▶ [Work order] Output the data in full. Keep every entry exactly as written.

▶ [Data listing]
//! Messages: units of work sent from a publisher to a consumer.

use std::fmt;
use std::time::Duration;

use chrono::{DateTime, SubsecRound, Utc};
use serde::de::DeserializeOwned;
use serde::{Deserialize, Serialize};
use uuid::Uuid;

use super::payload::RawPayload;
use crate::error::{FuncieError, Result};

/// Discriminator that drives payload decoding.
#[derive(Debug, Clone, Copy, PartialEq, Eq, Hash, Serialize, Deserialize)]
#[serde(rename_all = "SCREAMING_SNAKE_CASE")]
pub enum MessageKind {
    Register,
    Deregister,
    ForwardRequest,
    Ping,
    Dispatch,
    /// Any kind this build does not know; rejected by processors.
    #[serde(other)]
    Unknown,
}

impl MessageKind {
    pub fn as_str(self) -> &'static str {
        match self {
            MessageKind::Register => "REGISTER",
            MessageKind::Deregister => "DEREGISTER",
            MessageKind::ForwardRequest => "FORWARD_REQUEST",
            MessageKind::Ping => "PING",
            MessageKind::Dispatch => "DISPATCH",
            MessageKind::Unknown => "UNKNOWN",
        }
    }
}

impl fmt::Display for MessageKind {
    fn fmt(&self, f: &mut fmt::Formatter<'_>) -> fmt::Result {
        f.write_str(self.as_str())
    }
}

/// A message whose payload is typed as `P`.
///
/// The untyped form is [`Message`]; `marshal`/`unmarshal` convert between
/// the two.
#[derive(Debug, Clone, PartialEq, Serialize, Deserialize)]
pub struct MessageBase<P> {
    pub id: String,
    pub kind: MessageKind,
    pub application: String,
    pub payload: P,
    pub created: DateTime<Utc>,
    /// Encoded as integer nanoseconds.
    #[serde(with = "ttl_nanos")]
    pub ttl: Duration,
}

/// A message with an opaque payload, as carried on the wire.
pub type Message = MessageBase<Option<RawPayload>>;

impl<P> MessageBase<P> {
    /// Build a message with a fresh id and the current time.
    pub fn new(application: impl Into<String>, kind: MessageKind, payload: P, ttl: Duration) -> Self {
        Self {
            id: Uuid::new_v4().to_string(),
            kind,
            application: application.into(),
            payload,
            created: Utc::now().trunc_subsecs(3),
            ttl,
        }
    }
}

impl<P: Serialize> MessageBase<P> {
    /// Encode the typed payload into an untyped [`Message`].
    pub fn marshal(&self) -> Result<Message> {
        let payload = RawPayload::encode(&self.payload)
            .map_err(|e| e.wrap(format!("marshal payload of message {}", self.id)))?;
        Ok(MessageBase {
            id: self.id.clone(),
            kind: self.kind,
            application: self.application.clone(),
            payload: Some(payload),
            created: self.created,
            ttl: self.ttl,
        })
    }
}

impl Message {
    /// Decode the payload as `P`. A missing payload decodes from `null`.
    pub fn unmarshal<P: DeserializeOwned>(&self) -> Result<MessageBase<P>> {
        let raw = self.payload.as_ref().map(RawPayload::as_str).unwrap_or("null");
        let payload = serde_json::from_str(raw).map_err(|e| {
            FuncieError::serialization(
                format!("unmarshal {} payload of message {}", self.kind, self.id),
                e,
            )
        })?;
        Ok(MessageBase {
            id: self.id.clone(),
            kind: self.kind,
            application: self.application.clone(),
            payload,
            created: self.created,
            ttl: self.ttl,
        })
    }

    pub fn to_json(&self) -> Result<String> {
        serde_json::to_string(self)
            .map_err(|e| FuncieError::serialization(format!("marshal message {}", self.id), e))
    }

    pub fn from_slice(bytes: &[u8]) -> Result<Self> {
        serde_json::from_slice(bytes).map_err(|e| FuncieError::serialization("unmarshal message", e))
    }
}

mod ttl_nanos {
    use std::time::Duration;

    use serde::{Deserialize, Deserializer, Serializer};

    pub fn serialize<S: Serializer>(ttl: &Duration, s: S) -> Result<S::Ok, S::Error> {
        s.serialize_u64(u64::try_from(ttl.as_nanos()).unwrap_or(u64::MAX))
    }

    pub fn deserialize<'de, D: Deserializer<'de>>(d: D) -> Result<Duration, D::Error> {
        u64::deserialize(d).map(Duration::from_nanos)
    }
}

▶ [Your solution]
//! Messages: units of work sent from a publisher to a consumer.

use std::fmt;
use std::time::Duration;

use chrono::{DateTime, SubsecRound, Utc};
use serde::de::DeserializeOwned;
use serde::{Deserialize, Serialize};
use uuid::Uuid;

use super::payload::RawPayload;
use crate::error::{FuncieError, Result};

/// Discriminator that drives payload decoding.
#[derive(Debug, Clone, Copy, PartialEq, Eq, Hash, Serialize, Deserialize)]
#[serde(rename_all = "SCREAMING_SNAKE_CASE")]
pub enum MessageKind {
    Register,
    Deregister,
    ForwardRequest,
    Ping,
    Dispatch,
    /// Any kind this build does not know; rejected by processors.
    #[serde(other)]
    Unknown,
}

impl MessageKind {
    pub fn as_str(self) -> &'static str {
        match self {
            MessageKind::Register => "REGISTER",
            MessageKind::Deregister => "DEREGISTER",
            MessageKind::ForwardRequest => "FORWARD_REQUEST",
            MessageKind::Ping => "PING",
            MessageKind::Dispatch => "DISPATCH",
            MessageKind::Unknown => "UNKNOWN",
        }
    }
}

impl fmt::Display for MessageKind {
    fn fmt(&self, f: &mut fmt::Formatter<'_>) -> fmt::Result {
        f.write_str(self.as_str())
    }
}

/// A message whose payload is typed as `P`.
///
/// The untyped form is [`Message`]; `marshal`/`unmarshal` convert between
/// the two.
#[derive(Debug, Clone, PartialEq, Serialize, Deserialize)]
pub struct MessageBase<P> {
    pub id: String,
    pub kind: MessageKind,
    pub application: String,
    pub payload: P,
    pub created: DateTime<Utc>,
    /// Encoded as integer nanoseconds.
    #[serde(with = "ttl_nanos")]
    pub ttl: Duration,
}

/// A message with an opaque payload, as carried on the wire.
pub type Message = MessageBase<Option<RawPayload>>;

impl<P> MessageBase<P> {
    /// Build a message with a fresh id and the current time.
    pub fn new(application: impl Into<String>, kind: MessageKind, payload: P, ttl: Duration) -> Self {
        Self {
            id: Uuid::new_v4().to_string(),
            kind,
            application: application.into(),
            payload,
            created: Utc::now().trunc_subsecs(3),
            ttl,
        }
    }
}

impl<P: Serialize> MessageBase<P> {
    /// Encode the typed payload into an untyped [`Message`].
    pub fn marshal(&self) -> Result<Message> {
        let payload = RawPayload::encode(&self.payload)
            .map_err(|e| e.wrap(format!("marshal payload of message {}", self.id)))?;
        Ok(MessageBase {
            id: self.id.clone(),
            kind: self.kind,
            application: self.application.clone(),
            payload: Some(payload),
            created: self.created,
            ttl: self.ttl,
        })
    }
}

impl Message {
    /// Decode the payload as `P`. A missing payload decodes from `null`.
    pub fn unmarshal<P: DeserializeOwned>(&self) -> Result<MessageBase<P>> {
        let raw = self.payload.as_ref().map(RawPayload::as_str).unwrap_or("null");
        let payload = serde_json::from_str(raw).map_err(|e| {
            FuncieError::serialization(
                format!("unmarshal {} payload of message {}", self.kind, self.id),
                e,
            )
        })?;
        Ok(MessageBase {
            id: self.id.clone(),
            kind: self.kind,
            application: self.application.clone(),
            payload,
            created: self.created,
            ttl: self.ttl,
        })
    }

    pub fn to_json(&self) -> Result<String> {
        serde_json::to_string(self)
            .map_err(|e| FuncieError::serialization(format!("marshal message {}", self.id), e))
    }

    pub fn from_slice(bytes: &[u8]) -> Result<Self> {
        serde_json::from_slice(bytes).map_err(|e| FuncieError::serialization("unmarshal message", e))
    }
}

mod ttl_nanos {
    use std::time::Duration;

    use serde::{Deserialize, Deserializer, Serializer};

    pub fn serialize<S: Serializer>(ttl: &Duration, s: S) -> Result<S::Ok, S::Error> {
        s.serialize_u64(u64::try_from(ttl.as_nanos()).unwrap_or(u64::MAX))
    }

    pub fn deserialize<'de, D: Deserializer<'de>>(d: D) -> Result<Duration, D::Error> {
        u64::deserialize(d).map(Duration::from_nanos)
    }
}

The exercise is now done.